[Source material — start]

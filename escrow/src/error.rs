use solana_program::program_error::ProgramError;
use thiserror::Error;

#[derive(Debug, Error, Clone, Copy, PartialEq, Eq)]
pub enum EscrowError {
    #[error("Token amount must be greater than zero")]
    InvalidAmount = 0,
    #[error("Offered and wanted mints must differ")]
    MintMismatch = 1,
    #[error("An open offer with this id already exists")]
    DuplicateOffer = 2,
    #[error("Insufficient token balance")]
    InsufficientFunds = 3,
    #[error("Signer is not allowed to perform this operation")]
    Unauthorized = 4,
    #[error("Offer or vault account not found")]
    AccountNotFound = 5,
    #[error("Account does not match the offer")]
    AccountMismatch = 6,
}

impl From<EscrowError> for ProgramError {
    fn from(e: EscrowError) -> Self {
        ProgramError::Custom(e as u32)
    }
}

impl TryFrom<u32> for EscrowError {
    type Error = ProgramError;

    fn try_from(code: u32) -> Result<Self, Self::Error> {
        match code {
            0 => Ok(EscrowError::InvalidAmount),
            1 => Ok(EscrowError::MintMismatch),
            2 => Ok(EscrowError::DuplicateOffer),
            3 => Ok(EscrowError::InsufficientFunds),
            4 => Ok(EscrowError::Unauthorized),
            5 => Ok(EscrowError::AccountNotFound),
            6 => Ok(EscrowError::AccountMismatch),
            _ => Err(ProgramError::InvalidArgument),
        }
    }
}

[Source material — finish]

Problem description: Select and copy each line from the data that includes the word "AccountMismatch".

Solution:
    AccountMismatch = 6,
            6 => Ok(EscrowError::AccountMismatch),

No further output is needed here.